Einer dieser Toten bekam in diesem Jahr postum den Prix de Bayeux in der Kategorie Printmedien: Stern-Reporter Gabriel Grüner, der wenige Stunden nach dem Ende des Jugoslawienkrieges im Kosovo zusammen mit seinem Fotografen und seinem Übersetzer auf bislang ungeklärte Weise umkam, hatte eine Reportage aus dem Hungergebiet im Südsudan eingereicht.

Das Thema Kosovo gewann einzig in der Disziplin Radio – in der es keinen einzigen Wettbewerbsbeitrag zu einem anderen Krieg gab – den Prix de Bayeux (Isabelle Dor, France Info). In allen anderen Disziplinen bevorzugten die JurorInnen exotischere Konflikte. Beim Fernsehen fiel die Entscheidung auf einen Beitrag über Sierra Leone (Fergal Keane, BBC), der abgehackte Hände und Arme, ausgebrannte Häuser und Rebellen, sowie Regierungstruppen in Aktion zeigt. Dass auch diese Reportage die Hintergründe des blutigen Konfliktes in Sierra Leone kaum erklärte, störte nur vereinzelte JurorInnen.

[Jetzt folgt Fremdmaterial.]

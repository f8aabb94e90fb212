//! Boundary persistence.

use anyhow::Result;
use geo_types::MultiPolygon;
use sqlx::{Postgres, Transaction};
use wkt::ToWkt;

/// Replace whatever polygons an area currently has with the given
/// boundary. Each member polygon becomes one geometry row, stored as WKT.
pub async fn save_polygons(
    tx: &mut Transaction<'_, Postgres>,
    area_id: i32,
    boundary: &MultiPolygon<f64>,
) -> Result<()> {
    sqlx::query("DELETE FROM geometries WHERE area_id = $1")
        .bind(area_id)
        .execute(&mut **tx)
        .await?;

    for polygon in &boundary.0 {
        sqlx::query("INSERT INTO geometries (area_id, polygon) VALUES ($1, $2)")
            .bind(area_id)
            .bind(polygon.wkt_string())
            .execute(&mut **tx)
            .await?;
    }
    Ok(())
}
//! The shared import pipeline: group features by the area they belong to,
//! union each group's polygons, and upsert one area per group inside a
//! single transaction.

use geo::BooleanOps;
use geo_types::MultiPolygon;
use hashbrown::hash_map::Entry;
use hashbrown::HashMap;
use indicatif::{ProgressBar, ProgressStyle};
use sqlx::PgPool;
use tracing::info;

use crate::db;
use crate::sources::BoundaryFeature;

/// What a group of features becomes in the database.
#[derive(Debug, Clone, PartialEq, Eq, Hash)]
pub struct AreaSpec {
    /// Code value stored against the importer's code type.
    pub code: String,
    /// Human-readable area name.
    pub name: String,
}

/// Resolved ids of the reference rows every import is scoped by.
#[derive(Debug, Clone, Copy)]
pub struct ImportRefs {
    pub country_id: i32,
    pub area_type_id: i32,
    pub code_type_id: i32,
}

#[derive(Debug, Default, PartialEq, Eq)]
pub struct ImportSummary {
    pub created: usize,
    pub updated: usize,
}

/// Group features by the area they belong to, preserving first-seen order.
///
/// Polygons are unioned into the group's boundary as they arrive, so every
/// returned group carries a non-empty boundary.
pub fn group_features<F>(
    features: Vec<BoundaryFeature>,
    mut key_fn: F,
) -> anyhow::Result<Vec<(AreaSpec, MultiPolygon<f64>)>>
where
    F: FnMut(&BoundaryFeature) -> anyhow::Result<AreaSpec>,
{
    let mut order = Vec::new();
    let mut boundaries: HashMap<AreaSpec, MultiPolygon<f64>> = HashMap::new();
    for feature in features {
        let spec = key_fn(&feature)?;
        match boundaries.entry(spec) {
            Entry::Occupied(mut entry) => {
                let merged = entry.get().union(&feature.geometry);
                entry.insert(merged);
            }
            Entry::Vacant(entry) => {
                order.push(entry.key().clone());
                entry.insert(feature.geometry);
            }
        }
    }

    Ok(order
        .into_iter()
        .filter_map(|spec| {
            let boundary = boundaries.remove(&spec)?;
            Some((spec, boundary))
        })
        .collect())
}

/// Run the upsert loop for every group inside one transaction.
///
/// Without `commit` the transaction is rolled back at the end, leaving the
/// database untouched.
pub async fn run_import(
    pool: &PgPool,
    refs: ImportRefs,
    generation_id: i32,
    groups: Vec<(AreaSpec, MultiPolygon<f64>)>,
    commit: bool,
) -> anyhow::Result<ImportSummary> {
    let mut tx = pool.begin().await?;
    let mut summary = ImportSummary::default();

    let pb = ProgressBar::new(groups.len() as u64);
    pb.set_style(
        ProgressStyle::default_bar()
            .template("{spinner:.green} [{elapsed_precise}] [{bar:40.cyan/blue}] {pos}/{len}")?
            .progress_chars("#>-"),
    );

    for (spec, boundary) in groups {
        let (area, created) = db::areas::get_or_create(&mut tx, refs, generation_id, &spec).await?;
        if created {
            db::areas::attach_code(&mut tx, area.id, refs.code_type_id, &spec.code).await?;
            summary.created += 1;
        } else {
            summary.updated += 1;
        }
        db::polygons::save_polygons(&mut tx, area.id, &boundary).await?;
        pb.inc(1);
    }
    pb.finish_and_clear();

    if commit {
        tx.commit().await?;
        info!(
            "Committed {} new and {} updated areas",
            summary.created, summary.updated
        );
    } else {
        tx.rollback().await?;
        info!(
            "Dry run: would create {} and update {} areas (pass --commit to apply)",
            summary.created, summary.updated
        );
    }

    Ok(summary)
}

#[cfg(test)]
mod tests {
    use super::*;
    use geo::Area;
    use geo_types::polygon;
    use hashbrown::HashMap;
    use sqlx::Row;

    fn square(x0: f64, y0: f64) -> MultiPolygon<f64> {
        MultiPolygon(vec![polygon![
            (x: x0, y: y0),
            (x: x0 + 1.0, y: y0),
            (x: x0 + 1.0, y: y0 + 1.0),
            (x: x0, y: y0 + 1.0),
            (x: x0, y: y0),
        ]])
    }

    fn feature(index: usize, key: &str, value: &str, geometry: MultiPolygon<f64>) -> BoundaryFeature {
        let mut attributes = HashMap::new();
        attributes.insert(key.to_string(), value.to_string());
        BoundaryFeature {
            index,
            attributes,
            geometry,
        }
    }

    fn by_ref(feature: &BoundaryFeature) -> anyhow::Result<AreaSpec> {
        let reference = feature.attribute("REF")?;
        Ok(AreaSpec {
            code: reference.to_string(),
            name: reference.to_string(),
        })
    }

    #[test]
    fn groups_preserve_first_seen_order() {
        let features = vec![
            feature(0, "REF", "75-2", square(0.0, 0.0)),
            feature(1, "REF", "75-1", square(5.0, 0.0)),
            feature(2, "REF", "75-2", square(9.0, 0.0)),
        ];
        let groups = group_features(features, by_ref).unwrap();

        assert_eq!(groups.len(), 2);
        assert_eq!(groups[0].0.code, "75-2");
        assert_eq!(groups[0].1 .0.len(), 2);
        assert_eq!(groups[1].0.code, "75-1");
        assert_eq!(groups[1].1 .0.len(), 1);
    }

    #[test]
    fn adjacent_polygons_in_a_group_merge_into_one() {
        let features = vec![
            feature(0, "REF", "75-1", square(0.0, 0.0)),
            feature(1, "REF", "75-1", square(1.0, 0.0)),
        ];
        let groups = group_features(features, by_ref).unwrap();

        assert_eq!(groups.len(), 1);
        let boundary = &groups[0].1;
        assert_eq!(boundary.0.len(), 1);
        assert!((boundary.unsigned_area() - 2.0).abs() < 1e-9);
    }

    #[test]
    fn key_errors_abort_grouping() {
        let features = vec![
            feature(0, "REF", "75-1", square(0.0, 0.0)),
            feature(1, "other", "x", square(3.0, 0.0)),
        ];
        let err = group_features(features, by_ref).unwrap_err();
        assert!(err.to_string().contains("feature 1"));
    }

    async fn count(pool: &sqlx::PgPool, table: &str) -> i64 {
        sqlx::query(&format!("SELECT COUNT(*) AS n FROM {table}"))
            .fetch_one(pool)
            .await
            .unwrap()
            .get("n")
    }

    #[tokio::test]
    #[ignore = "needs a local Postgres in DATABASE_URL"]
    async fn dry_run_rolls_back_every_row() {
        let pool = db::test_pool().await;
        let (refs, generation_id) = db::seed_refs(&pool).await;
        let groups = vec![(
            AreaSpec {
                code: "75-1".to_string(),
                name: "75-1".to_string(),
            },
            square(0.0, 0.0),
        )];

        let summary = run_import(&pool, refs, generation_id, groups, false)
            .await
            .unwrap();
        assert_eq!(summary.created, 1);

        assert_eq!(count(&pool, "areas").await, 0);
        assert_eq!(count(&pool, "codes").await, 0);
        assert_eq!(count(&pool, "geometries").await, 0);
    }

    #[tokio::test]
    #[ignore = "needs a local Postgres in DATABASE_URL"]
    async fn commit_persists_the_imported_area() {
        let pool = db::test_pool().await;
        let (refs, generation_id) = db::seed_refs(&pool).await;
        let groups = vec![(
            AreaSpec {
                code: "75-1".to_string(),
                name: "75-1".to_string(),
            },
            square(0.0, 0.0),
        )];

        let summary = run_import(&pool, refs, generation_id, groups.clone(), true)
            .await
            .unwrap();
        assert_eq!(summary.created, 1);
        assert_eq!(count(&pool, "areas").await, 1);
        assert_eq!(count(&pool, "codes").await, 1);
        assert_eq!(count(&pool, "geometries").await, 1);

        // A second committed run updates the same area instead of adding one.
        let summary = run_import(&pool, refs, generation_id, groups, true)
            .await
            .unwrap();
        assert_eq!(summary.updated, 1);
        assert_eq!(count(&pool, "areas").await, 1);
        assert_eq!(count(&pool, "codes").await, 1);
    }
}
//! Postgres access for the boundary schema.

pub mod areas;
pub mod polygons;
pub mod refs;

use anyhow::{Context, Result};
use sqlx::postgres::{PgPool, PgPoolOptions};
use tracing::info;

/// Connect to the boundary database and bring its schema up to date.
pub async fn connect(database_url: &str) -> Result<PgPool> {
    let pool = PgPoolOptions::new()
        .max_connections(5)
        .connect(database_url)
        .await
        .context("Failed to connect to the boundary database")?;
    sqlx::migrate!()
        .run(&pool)
        .await
        .context("Failed to run database migrations")?;
    info!("Connected to the boundary database");
    Ok(pool)
}

/// Spins up a throwaway database so each test run starts from an empty
/// schema. Needs a reachable Postgres in DATABASE_URL.
#[cfg(test)]
pub(crate) async fn test_pool() -> PgPool {
    use sqlx::postgres::PgConnectOptions;
    use sqlx::{ConnectOptions, Executor};
    use std::str::FromStr;

    let url = std::env::var("DATABASE_URL").expect("DATABASE_URL must be set for db tests");
    let options = PgConnectOptions::from_str(&url).expect("DATABASE_URL is not a Postgres URL");

    let db_name = format!(
        "bornes_test_{}",
        chrono::Utc::now().timestamp_micros()
    );
    let mut connection = options
        .clone()
        .connect()
        .await
        .expect("Failed to connect to Postgres");
    connection
        .execute(format!(r#"CREATE DATABASE "{db_name}";"#).as_str())
        .await
        .expect("Failed to create test database");

    let pool = PgPool::connect_with(options.database(&db_name))
        .await
        .expect("Failed to connect to test database");
    sqlx::migrate!()
        .run(&pool)
        .await
        .expect("Failed to migrate test database");
    pool
}

/// Inserts the generation and reference rows an import is scoped by.
#[cfg(test)]
pub(crate) async fn seed_refs(pool: &PgPool) -> (crate::import::ImportRefs, i32) {
    use sqlx::Row;

    let generation_id: i32 = sqlx::query(
        "INSERT INTO generations (active, description) VALUES (TRUE, 'test') RETURNING id",
    )
    .fetch_one(pool)
    .await
    .expect("Failed to insert generation")
    .get("id");

    let country_id: i32 =
        sqlx::query("INSERT INTO countries (code, name) VALUES ('FR', 'France') RETURNING id")
            .fetch_one(pool)
            .await
            .expect("Failed to insert country")
            .get("id");

    let area_type = refs::get_or_create_area_type(pool, "FRCIR", "test type")
        .await
        .unwrap();
    let code_type = refs::get_or_create_code_type(pool, "ref-cir", "test code type")
        .await
        .unwrap();

    (
        crate::import::ImportRefs {
            country_id,
            area_type_id: area_type.id,
            code_type_id: code_type.id,
        },
        generation_id,
    )
}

Bei den Fotos gewann eine Reportage aus Indonesien (James Nachtwey, Magnum) den Prix de Bayeux. Seine Serie „Abstieg in die Hölle“ zeigt eine mit Holzscheiten bewaffnete Gruppe, die einen Mann zu Tode knüppelt. Im letzten Bild setzt einer der Täter sein Messer an die Kehle des Opfers. Er blickt dabei in die Kamera.

Die Rolle des Fotoreporters bei dieser Lynchszene kam in Bayeux nicht zur Sprache. Die Frage, ob das Opfer eine Überlebenschance gehabt hätte, wenn der Fotoreporter weggegangen wäre, interessierte nur wenige Jurymitglieder.